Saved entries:
..............................
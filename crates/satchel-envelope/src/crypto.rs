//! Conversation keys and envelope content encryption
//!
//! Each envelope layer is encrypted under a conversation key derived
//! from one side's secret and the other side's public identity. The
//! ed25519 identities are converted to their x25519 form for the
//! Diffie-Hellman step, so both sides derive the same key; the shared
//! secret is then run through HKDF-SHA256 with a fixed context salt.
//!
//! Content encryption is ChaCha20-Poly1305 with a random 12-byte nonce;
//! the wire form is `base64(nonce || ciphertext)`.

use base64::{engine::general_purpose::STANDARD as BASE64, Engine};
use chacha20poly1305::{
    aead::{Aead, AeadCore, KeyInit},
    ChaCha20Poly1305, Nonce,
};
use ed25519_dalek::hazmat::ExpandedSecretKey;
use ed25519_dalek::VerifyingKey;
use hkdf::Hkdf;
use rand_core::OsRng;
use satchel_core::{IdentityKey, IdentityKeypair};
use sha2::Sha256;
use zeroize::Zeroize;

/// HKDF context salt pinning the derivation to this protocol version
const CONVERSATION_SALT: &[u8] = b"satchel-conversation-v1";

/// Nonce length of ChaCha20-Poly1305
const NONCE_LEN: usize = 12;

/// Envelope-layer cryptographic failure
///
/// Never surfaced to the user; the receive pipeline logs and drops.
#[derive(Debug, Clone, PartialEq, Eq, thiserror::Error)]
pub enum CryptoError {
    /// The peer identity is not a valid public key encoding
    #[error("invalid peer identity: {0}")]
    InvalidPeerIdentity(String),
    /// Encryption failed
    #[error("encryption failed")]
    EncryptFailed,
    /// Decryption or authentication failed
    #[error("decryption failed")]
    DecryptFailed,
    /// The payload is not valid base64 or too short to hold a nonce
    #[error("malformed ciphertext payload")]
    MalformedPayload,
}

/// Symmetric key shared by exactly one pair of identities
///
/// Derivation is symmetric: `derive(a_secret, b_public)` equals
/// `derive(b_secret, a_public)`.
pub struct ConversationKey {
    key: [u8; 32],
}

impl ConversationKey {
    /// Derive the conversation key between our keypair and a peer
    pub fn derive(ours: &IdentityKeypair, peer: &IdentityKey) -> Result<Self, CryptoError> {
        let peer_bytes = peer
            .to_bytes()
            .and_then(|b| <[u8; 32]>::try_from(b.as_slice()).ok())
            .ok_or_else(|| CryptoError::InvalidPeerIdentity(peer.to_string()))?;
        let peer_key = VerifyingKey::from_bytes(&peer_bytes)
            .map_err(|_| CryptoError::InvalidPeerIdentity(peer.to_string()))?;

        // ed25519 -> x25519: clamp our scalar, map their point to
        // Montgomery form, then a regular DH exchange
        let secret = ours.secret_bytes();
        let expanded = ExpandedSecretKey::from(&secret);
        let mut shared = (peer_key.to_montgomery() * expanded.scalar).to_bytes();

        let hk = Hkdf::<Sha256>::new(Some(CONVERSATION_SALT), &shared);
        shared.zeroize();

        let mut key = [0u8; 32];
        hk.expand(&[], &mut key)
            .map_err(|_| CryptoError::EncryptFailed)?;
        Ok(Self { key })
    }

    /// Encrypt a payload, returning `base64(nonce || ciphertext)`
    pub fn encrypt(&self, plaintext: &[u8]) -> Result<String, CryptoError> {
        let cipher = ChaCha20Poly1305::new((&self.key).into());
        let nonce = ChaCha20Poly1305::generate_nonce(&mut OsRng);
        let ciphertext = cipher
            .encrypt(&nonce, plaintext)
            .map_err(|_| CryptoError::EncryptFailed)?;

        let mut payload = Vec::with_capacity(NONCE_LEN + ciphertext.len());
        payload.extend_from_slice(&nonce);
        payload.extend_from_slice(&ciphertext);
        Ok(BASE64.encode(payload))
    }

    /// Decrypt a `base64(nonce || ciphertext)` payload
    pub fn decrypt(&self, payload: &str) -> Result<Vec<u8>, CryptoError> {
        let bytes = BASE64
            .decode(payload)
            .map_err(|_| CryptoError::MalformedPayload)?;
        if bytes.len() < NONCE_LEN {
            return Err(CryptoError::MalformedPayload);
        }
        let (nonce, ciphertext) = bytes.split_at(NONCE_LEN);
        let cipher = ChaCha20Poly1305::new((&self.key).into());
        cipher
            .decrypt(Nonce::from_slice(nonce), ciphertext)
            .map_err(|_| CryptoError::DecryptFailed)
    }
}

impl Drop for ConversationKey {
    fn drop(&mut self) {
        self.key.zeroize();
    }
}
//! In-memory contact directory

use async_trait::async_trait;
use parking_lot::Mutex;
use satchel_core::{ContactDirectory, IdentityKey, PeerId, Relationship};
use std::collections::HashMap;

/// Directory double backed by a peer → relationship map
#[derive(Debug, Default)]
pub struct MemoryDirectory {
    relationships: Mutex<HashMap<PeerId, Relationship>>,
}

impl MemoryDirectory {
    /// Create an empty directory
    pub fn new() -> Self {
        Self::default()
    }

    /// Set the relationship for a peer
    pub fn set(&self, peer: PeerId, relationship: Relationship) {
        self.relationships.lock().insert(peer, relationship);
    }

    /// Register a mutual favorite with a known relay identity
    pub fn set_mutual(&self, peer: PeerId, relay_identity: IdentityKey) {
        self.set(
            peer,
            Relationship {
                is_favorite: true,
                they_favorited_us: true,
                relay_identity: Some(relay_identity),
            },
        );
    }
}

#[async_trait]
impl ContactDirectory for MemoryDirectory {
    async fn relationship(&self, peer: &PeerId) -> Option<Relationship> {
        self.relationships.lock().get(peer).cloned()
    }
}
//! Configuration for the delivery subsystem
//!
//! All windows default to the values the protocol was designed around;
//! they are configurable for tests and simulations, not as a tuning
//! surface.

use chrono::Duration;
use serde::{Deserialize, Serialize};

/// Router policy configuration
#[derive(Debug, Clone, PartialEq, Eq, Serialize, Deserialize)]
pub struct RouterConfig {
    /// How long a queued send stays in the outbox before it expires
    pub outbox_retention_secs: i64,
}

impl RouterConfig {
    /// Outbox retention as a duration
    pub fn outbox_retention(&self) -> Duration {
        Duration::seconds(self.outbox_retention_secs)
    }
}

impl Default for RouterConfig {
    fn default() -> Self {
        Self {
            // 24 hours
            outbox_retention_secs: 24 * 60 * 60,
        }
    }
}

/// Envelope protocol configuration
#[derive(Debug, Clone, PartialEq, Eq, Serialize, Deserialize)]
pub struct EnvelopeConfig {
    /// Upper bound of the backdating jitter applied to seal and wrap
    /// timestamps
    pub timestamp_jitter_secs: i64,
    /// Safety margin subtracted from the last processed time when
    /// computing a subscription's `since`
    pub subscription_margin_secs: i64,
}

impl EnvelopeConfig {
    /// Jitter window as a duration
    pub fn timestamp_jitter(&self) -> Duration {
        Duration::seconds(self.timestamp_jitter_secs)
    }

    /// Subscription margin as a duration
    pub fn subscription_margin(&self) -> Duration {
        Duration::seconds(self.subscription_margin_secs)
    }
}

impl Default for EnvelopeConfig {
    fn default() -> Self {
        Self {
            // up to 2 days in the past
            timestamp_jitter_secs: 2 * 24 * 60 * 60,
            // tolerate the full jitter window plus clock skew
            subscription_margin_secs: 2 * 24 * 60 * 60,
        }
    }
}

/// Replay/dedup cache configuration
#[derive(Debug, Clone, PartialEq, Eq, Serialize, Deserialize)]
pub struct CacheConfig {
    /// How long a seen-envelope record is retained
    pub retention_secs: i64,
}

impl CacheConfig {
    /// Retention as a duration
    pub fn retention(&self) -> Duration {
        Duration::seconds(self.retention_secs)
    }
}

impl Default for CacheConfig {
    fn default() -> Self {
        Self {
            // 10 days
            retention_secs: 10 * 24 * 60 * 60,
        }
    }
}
..............................
== About this task ==
Every record must appear in the answer exactly as it appears above.

== Answer to the problem ==
filename crates/satchel-envelope/src/crypto.rs
//! Conversation keys and envelope content encryption
//!
//! Each envelope layer is encrypted under a conversation key derived
//! from one side's secret and the other side's public identity. The
//! ed25519 identities are converted to their x25519 form for the
//! Diffie-Hellman step, so both sides derive the same key; the shared
//! secret is then run through HKDF-SHA256 with a fixed context salt.
//!
//! Content encryption is ChaCha20-Poly1305 with a random 12-byte nonce;
//! the wire form is `base64(nonce || ciphertext)`.

use base64::{engine::general_purpose::STANDARD as BASE64, Engine};
use chacha20poly1305::{
    aead::{Aead, AeadCore, KeyInit},
    ChaCha20Poly1305, Nonce,
};
use ed25519_dalek::hazmat::ExpandedSecretKey;
use ed25519_dalek::VerifyingKey;
use hkdf::Hkdf;
use rand_core::OsRng;
use satchel_core::{IdentityKey, IdentityKeypair};
use sha2::Sha256;
use zeroize::Zeroize;

/// HKDF context salt pinning the derivation to this protocol version
const CONVERSATION_SALT: &[u8] = b"satchel-conversation-v1";

/// Nonce length of ChaCha20-Poly1305
const NONCE_LEN: usize = 12;

/// Envelope-layer cryptographic failure
///
/// Never surfaced to the user; the receive pipeline logs and drops.
#[derive(Debug, Clone, PartialEq, Eq, thiserror::Error)]
pub enum CryptoError {
    /// The peer identity is not a valid public key encoding
    #[error("invalid peer identity: {0}")]
    InvalidPeerIdentity(String),
    /// Encryption failed
    #[error("encryption failed")]
    EncryptFailed,
    /// Decryption or authentication failed
    #[error("decryption failed")]
    DecryptFailed,
    /// The payload is not valid base64 or too short to hold a nonce
    #[error("malformed ciphertext payload")]
    MalformedPayload,
}

/// Symmetric key shared by exactly one pair of identities
///
/// Derivation is symmetric: `derive(a_secret, b_public)` equals
/// `derive(b_secret, a_public)`.
pub struct ConversationKey {
    key: [u8; 32],
}

impl ConversationKey {
    /// Derive the conversation key between our keypair and a peer
    pub fn derive(ours: &IdentityKeypair, peer: &IdentityKey) -> Result<Self, CryptoError> {
        let peer_bytes = peer
            .to_bytes()
            .and_then(|b| <[u8; 32]>::try_from(b.as_slice()).ok())
            .ok_or_else(|| CryptoError::InvalidPeerIdentity(peer.to_string()))?;
        let peer_key = VerifyingKey::from_bytes(&peer_bytes)
            .map_err(|_| CryptoError::InvalidPeerIdentity(peer.to_string()))?;

        // ed25519 -> x25519: clamp our scalar, map their point to
        // Montgomery form, then a regular DH exchange
        let secret = ours.secret_bytes();
        let expanded = ExpandedSecretKey::from(&secret);
        let mut shared = (peer_key.to_montgomery() * expanded.scalar).to_bytes();

        let hk = Hkdf::<Sha256>::new(Some(CONVERSATION_SALT), &shared);
        shared.zeroize();

        let mut key = [0u8; 32];
        hk.expand(&[], &mut key)
            .map_err(|_| CryptoError::EncryptFailed)?;
        Ok(Self { key })
    }

    /// Encrypt a payload, returning `base64(nonce || ciphertext)`
    pub fn encrypt(&self, plaintext: &[u8]) -> Result<String, CryptoError> {
        let cipher = ChaCha20Poly1305::new((&self.key).into());
        let nonce = ChaCha20Poly1305::generate_nonce(&mut OsRng);
        let ciphertext = cipher
            .encrypt(&nonce, plaintext)
            .map_err(|_| CryptoError::EncryptFailed)?;

        let mut payload = Vec::with_capacity(NONCE_LEN + ciphertext.len());
        payload.extend_from_slice(&nonce);
        payload.extend_from_slice(&ciphertext);
        Ok(BASE64.encode(payload))
    }

    /// Decrypt a `base64(nonce || ciphertext)` payload
    pub fn decrypt(&self, payload: &str) -> Result<Vec<u8>, CryptoError> {
        let bytes = BASE64
            .decode(payload)
            .map_err(|_| CryptoError::MalformedPayload)?;
        if bytes.len() < NONCE_LEN {
            return Err(CryptoError::MalformedPayload);
        }
        let (nonce, ciphertext) = bytes.split_at(NONCE_LEN);
        let cipher = ChaCha20Poly1305::new((&self.key).into());
        cipher
            .decrypt(Nonce::from_slice(nonce), ciphertext)
            .map_err(|_| CryptoError::DecryptFailed)
    }
}

impl Drop for ConversationKey {
    fn drop(&mut self) {
        self.key.zeroize();
    }
}
//! In-memory contact directory

use async_trait::async_trait;
use parking_lot::Mutex;
use satchel_core::{ContactDirectory, IdentityKey, PeerId, Relationship};
use std::collections::HashMap;

/// Directory double backed by a peer → relationship map
#[derive(Debug, Default)]
pub struct MemoryDirectory {
    relationships: Mutex<HashMap<PeerId, Relationship>>,
}

impl MemoryDirectory {
    /// Create an empty directory
    pub fn new() -> Self {
        Self::default()
    }

    /// Set the relationship for a peer
    pub fn set(&self, peer: PeerId, relationship: Relationship) {
        self.relationships.lock().insert(peer, relationship);
    }

    /// Register a mutual favorite with a known relay identity
    pub fn set_mutual(&self, peer: PeerId, relay_identity: IdentityKey) {
        self.set(
            peer,
            Relationship {
                is_favorite: true,
                they_favorited_us: true,
                relay_identity: Some(relay_identity),
            },
        );
    }
}

#[async_trait]
impl ContactDirectory for MemoryDirectory {
    async fn relationship(&self, peer: &PeerId) -> Option<Relationship> {
        self.relationships.lock().get(peer).cloned()
    }
}
//! Configuration for the delivery subsystem
//!
//! All windows default to the values the protocol was designed around;
//! they are configurable for tests and simulations, not as a tuning
//! surface.

use chrono::Duration;
use serde::{Deserialize, Serialize};

/// Router policy configuration
#[derive(Debug, Clone, PartialEq, Eq, Serialize, Deserialize)]
pub struct RouterConfig {
    /// How long a queued send stays in the outbox before it expires
    pub outbox_retention_secs: i64,
}

impl RouterConfig {
    /// Outbox retention as a duration
    pub fn outbox_retention(&self) -> Duration {
        Duration::seconds(self.outbox_retention_secs)
    }
}

impl Default for RouterConfig {
    fn default() -> Self {
        Self {
            // 24 hours
            outbox_retention_secs: 24 * 60 * 60,
        }
    }
}

/// Envelope protocol configuration
#[derive(Debug, Clone, PartialEq, Eq, Serialize, Deserialize)]
pub struct EnvelopeConfig {
    /// Upper bound of the backdating jitter applied to seal and wrap
    /// timestamps
    pub timestamp_jitter_secs: i64,
    /// Safety margin subtracted from the last processed time when
    /// computing a subscription's `since`
    pub subscription_margin_secs: i64,
}

impl EnvelopeConfig {
    /// Jitter window as a duration
    pub fn timestamp_jitter(&self) -> Duration {
        Duration::seconds(self.timestamp_jitter_secs)
    }

    /// Subscription margin as a duration
    pub fn subscription_margin(&self) -> Duration {
        Duration::seconds(self.subscription_margin_secs)
    }
}

impl Default for EnvelopeConfig {
    fn default() -> Self {
        Self {
            // up to 2 days in the past
            timestamp_jitter_secs: 2 * 24 * 60 * 60,
            // tolerate the full jitter window plus clock skew
            subscription_margin_secs: 2 * 24 * 60 * 60,
        }
    }
}

/// Replay/dedup cache configuration
#[derive(Debug, Clone, PartialEq, Eq, Serialize, Deserialize)]
pub struct CacheConfig {
    /// How long a seen-envelope record is retained
    pub retention_secs: i64,
}

impl CacheConfig {
    /// Retention as a duration
    pub fn retention(&self) -> Duration {
        Duration::seconds(self.retention_secs)
    }
}

impl Default for CacheConfig {
    fn default() -> Self {
        Self {
            // 10 days
            retention_secs: 10 * 24 * 60 * 60,
        }
    }
}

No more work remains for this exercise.